Yesterday morning, Gardner and Democratic Sen. Elizabeth Warren of Massachusetts introduced the Senate version of the Strengthening the Tenth Amendment Entrusting States (STATES) Act, a measure that could end the decades-long federal war on marijuana and cannabis legalization. Rep. David Joyce (R-OH) and Rep. Earl Blumenauer (D-OR) co-sponsored the House version of the bill.
Cory Gardner is young, energetic, and well-liked on both sides of the aisle. And he's evolved on cannabis along with his fellow Coloradans.
The bill’s introduction came via a quartet of Congress members, but Gardner is widely viewed as the driving force behind the STATES Act. And that may be one of the story’s biggest surprises. Just a few years ago, nobody would have pegged this conservative Republican with roots in rural farming as the one who finally (maybe) broke the framework of federal cannabis prohibition.
The more you know about his personal and political background, the more unlikely the whole thing seems.
RELATED STORY FAQ: What the STATES Act Would Do, and Why It’s a Game-Changer
Deep Roots in Colorado
A fifth-generation Coloradan raised on the agricultural plains of Eastern Colorado, Gardner was brought up in a family that sold agricultural implements to the farmers of the Great Plains. As his official bio states, “he lives in the same house his great-grandparents lived in.”
He’s an alum of both of the state’s rival state universities. Gardner graduated summa cum laude from Colorado State University and received his law degree from the University of Colorado at Boulder. After working at his family’s farm implements company, he took a job for a few years with the National Corn Growers Association before signing on as a legislative assistant for Sen. Wayne Allard (R-CO), eventually advancing to become Allard’s legislative director. So he knows how to move legislation through Congress.
Gardner was appointed to fill a vacancy in the Colorado state legislature in 2005, then won the seat outright in 2006. He was elected to Congress in 2010, representing Colorado’s rural eastern plains.
In 2014, he was the first challenger in decades to win against an incumbent senator in Colorado when he defeated Democratic Sen. Mark Udall.
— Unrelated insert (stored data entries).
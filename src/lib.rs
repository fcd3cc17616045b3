//! # sqlcomment
//!
//! SQLCommenter-style metadata comments on outgoing SQL statements.
//!
//! This crate augments query text with a machine-parsable comment of
//! key/value attributes (caller identity, trace id, application name) so
//! database observability tooling can correlate queries with the context
//! that issued them. It sits transparently between your code and the driver
//! layer: wrapped connections behave exactly like the bare ones, except that
//! query-bearing calls carry the comment.
//!
//! ## Features
//!
//! - **Transparent Wrapping**: connections keep their full capability
//!   surface; unsupported operations still answer with the driver's
//!   "unsupported" signal so fallback paths keep working
//! - **Canonical Encoding**: attributes encode deterministically, names in
//!   ascending byte order, values percent-escaped
//! - **Request-Scoped Attributes**: providers can read per-request values
//!   (trace ids, user identity) from a [`RequestContext`]
//! - **Comment Guard**: queries that already contain `/*` are never
//!   annotated twice
//! - **Zero Overhead When Unconfigured**: with no providers attached,
//!   queries pass through untouched
//!
//! ## Quick Start
//!
//! ```rust,ignore
//! use sqlcomment::{wrap_driver, Commenter};
//!
//! let driver = wrap_driver(
//!     my_driver,
//!     Commenter::builder().with_attr_pairs(["application", "billing"]),
//! );
//!
//! let conn = driver.connect("postgres://localhost/billing").await?;
//! // SELECT * FROM invoices /*application='billing'*/
//! ```
//!
//! One-off annotation without a connection:
//!
//! ```
//! use sqlcomment::{annotate, Commenter, RequestContext};
//!
//! let cx = RequestContext::background();
//! let sql = annotate(&cx, "SELECT 1", Commenter::builder().with_attr_pairs(["key", "value"]));
//! assert_eq!(sql, "SELECT 1 /*key='value'*/");
//! ```
//!
//! ## Wire Format
//!
//! ```text
//! <original query> /*<name1>='<value1>',<name2>='<value2>'*/
//! ```
//!
//! Names are sorted ascending and escaped like URL query components; values
//! are escaped like URL path components with spaces always rendered as
//! `%20`, never `+`. The exact byte rules live in the attribute encoder and
//! are fixed: external query-log parsers depend on them.
//!
//! ## Configuration
//!
//! Options compose in call order; later providers override earlier ones on
//! attribute-name collision:
//!
//! | Option | Attribute source |
//! |--------|------------------|
//! | `with_attrs` | a fixed [`Attrs`] set |
//! | `with_attr_pairs` | a fixed name/value list |
//! | `with_provider` | any [`AttrProvider`] implementation |
//! | `with_provider_fn` | a plain function of the [`RequestContext`] |

mod attrs;
mod comment;
mod connection;
mod context;
mod driver;
mod error;
mod escape;
mod pool;
mod provider;

pub use attrs::Attrs;
pub use comment::{annotate, Commenter, CommenterBuilder};
pub use connection::{wrap_driver, CommentExt, CommentedConnection, CommentedDriver};
pub use context::RequestContext;
pub use driver::{
    BeginTransaction, CheckNamedValue, Connection, Driver, ExecResult, Execute,
    ExecuteWithContext, IsolationLevel, NamedValue, Ping, PrepareWithContext, Query,
    QueryWithContext, ResetSession, Rows, Statement, Transaction, TxOptions, Value,
};
pub use error::{Error, Result};
pub use provider::{AttrProvider, AttrProviderFn};

/// Prelude module for convenient imports
pub mod prelude {
    pub use crate::{
        annotate, wrap_driver, AttrProvider, Attrs, CommentExt, CommentedConnection,
        CommentedDriver, Commenter, CommenterBuilder, Connection, Driver, Error, RequestContext,
        Result,
    };
}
Sharp Mind, Keen Politician
A youngish senator (he’s 43) who’s well-liked on both sides of the aisle, Gardner has quickly gained a high political profile in Congress. He serves on a number of senate committees and is currently chairman of the Foreign Relations Subcommittee on East Asia, the Pacific, and International Cybersecurity Policy, which deals with many North Korean issues.
'He understands how this political environment works, where the temperature of the public is on certain issues,' a former colleague told Leafly.
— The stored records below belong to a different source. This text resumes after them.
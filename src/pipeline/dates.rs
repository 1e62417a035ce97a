//! Spreadsheet date handling.
//!
//! Spreadsheets in the 1900 date system count days from 1900-01-01 = 1 and include the
//! non-existent 1900-02-29 as serial 60. Conversion here reproduces that offset by anchoring
//! at 1900-01-01 and adding `serial - 2` days, so serial 1 lands on 1899-12-31 and serial 60
//! on 1900-02-28.

use chrono::{NaiveDate, NaiveDateTime, TimeDelta};

use crate::types::CellValue;

/// Serials outside this range are not dates (roughly year 10000).
const MAX_SERIAL: f64 = 2_958_465.0;

/// Slashed and dashed numeric dates read day first.
const DATE_FORMATS: &[&str] = &["%Y-%m-%d", "%Y/%m/%d", "%d/%m/%Y", "%d-%m-%Y"];

const DATETIME_FORMATS: &[&str] = &[
    "%Y-%m-%d %H:%M:%S",
    "%Y-%m-%dT%H:%M:%S",
    "%Y-%m-%dT%H:%M:%S%.f",
    "%d/%m/%Y %H:%M:%S",
];

/// Convert a spreadsheet serial into a calendar date. Fractional parts (time of day) are
/// truncated.
pub fn from_serial(serial: f64) -> Option<NaiveDate> {
    if !serial.is_finite() || serial.abs() > MAX_SERIAL {
        return None;
    }
    let days = serial.trunc() as i64 - 2;
    let anchor = NaiveDate::from_ymd_opt(1900, 1, 1)?;
    anchor.checked_add_signed(TimeDelta::try_days(days)?)
}

/// Returns the serial carried by a cell: numeric cells, and text that is entirely numeric.
pub fn numeric_serial(cell: &CellValue) -> Option<f64> {
    match cell {
        CellValue::Number(f) => Some(*f),
        CellValue::Text(s) => s.trim().parse::<f64>().ok().filter(|f| f.is_finite()),
        _ => None,
    }
}

/// Parse a pre-formatted date string using the accepted formats.
pub fn parse_date_text(raw: &str) -> Option<NaiveDate> {
    let s = raw.trim();
    if s.is_empty() {
        return None;
    }
    DATE_FORMATS
        .iter()
        .find_map(|fmt| NaiveDate::parse_from_str(s, fmt).ok())
        .or_else(|| {
            DATETIME_FORMATS
                .iter()
                .find_map(|fmt| NaiveDateTime::parse_from_str(s, fmt).ok())
                .map(|dt| dt.date())
        })
}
A former colleague of Gardner points to his ability to quickly analyze and judge issues.
“His political acumen is outstanding,” said Tim Dore, an attorney and former Republican member of the Colorado House of Representatives, who worked with Gardner from his early career as a state representative and up through his rise to the Senate.
“He understands how this political environment works,” Dore told Leafly, “where the temperature of the public is on certain issues, where his constituency is, where the loyalists of his party are.”
Anti-Cannabis Until Recently
As the Washington Post noted, Gardner has a “staunchly conservative voting record” that includes opposition to the Affordable Care Act, aka Obamacare. He also received an “A” rating from the National Rifle Association.
Even after Colorado voters legalized the adult use of cannabis in 2012, Gardner remained firmly in the prohibitionist camp.
In 2013, then-Congressman Gardner sent a letter to then-U.S. Attorney General Eric Holder, demanding to know why the Department of Justice decided to not interfere in state cannabis legalization laws – as laid out in the Cole Memo – while cannabis remained federally illegal.
“Do you believe the DOJ has the authority to override federal law?” Gardner wrote. “Do you believe you have the authority to change the law without the approval of Congress?”
At the time, Gardner framed his objections based on the possibility of states overriding other federal laws in the wake of the DOJ’s decision.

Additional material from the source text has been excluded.